TASK: Within the material below, locate the line with "pub fn next_delay(&self, key: &str, config: &OperatorConfig)" and the line with "pub fn reset(&self, key: &str)", then return those two lines and all lines between them, exactly as written.

▬▬▬▬▬▬

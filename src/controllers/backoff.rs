//! Per-object failure tracking for the controller error policy

use std::collections::HashMap;
use std::time::Duration;

use parking_lot::Mutex;

use crate::config::OperatorConfig;

/// Consecutive reconcile failures per object key.
///
/// Lives in the controller, not in the engine: a pass knows nothing about
/// earlier passes.
#[derive(Debug, Default)]
pub struct Backoff {
    failures: Mutex<HashMap<String, u32>>,
}

impl Backoff {
    /// Record a failure for `key` and return the delay before the retry
    pub fn next_delay(&self, key: &str, config: &OperatorConfig) -> Duration {
        let mut failures = self.failures.lock();
        let count = failures.entry(key.to_string()).or_insert(0);
        *count = count.saturating_add(1);
        config.error_backoff(*count)
    }

    /// Forget the failures of `key` after a successful pass
    pub fn reset(&self, key: &str) {
        self.failures.lock().remove(key);
    }

    pub fn failures(&self, key: &str) -> u32 {
        self.failures.lock().get(key).copied().unwrap_or(0)
    }
}

#[cfg(test)]
mod tests {
    use super::*;

    #[test]
    fn delay_grows_until_capped_and_resets() {
        let config = OperatorConfig::default();
        let backoff = Backoff::default();

        let delays: Vec<u64> = (0..8)
            .map(|_| backoff.next_delay("ns/b", &config).as_secs())
            .collect();
        assert_eq!(delays, vec![5, 10, 20, 40, 80, 160, 300, 300]);

        backoff.reset("ns/b");
        assert_eq!(backoff.failures("ns/b"), 0);
        assert_eq!(backoff.next_delay("ns/b", &config).as_secs(), 5);
    }
}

▬▬▬▬▬▬

WRITTEN RESPONSE:
    pub fn next_delay(&self, key: &str, config: &OperatorConfig) -> Duration {
        let mut failures = self.failures.lock();
        let count = failures.entry(key.to_string()).or_insert(0);
        *count = count.saturating_add(1);
        config.error_backoff(*count)
    }

    /// Forget the failures of `key` after a successful pass
    pub fn reset(&self, key: &str) {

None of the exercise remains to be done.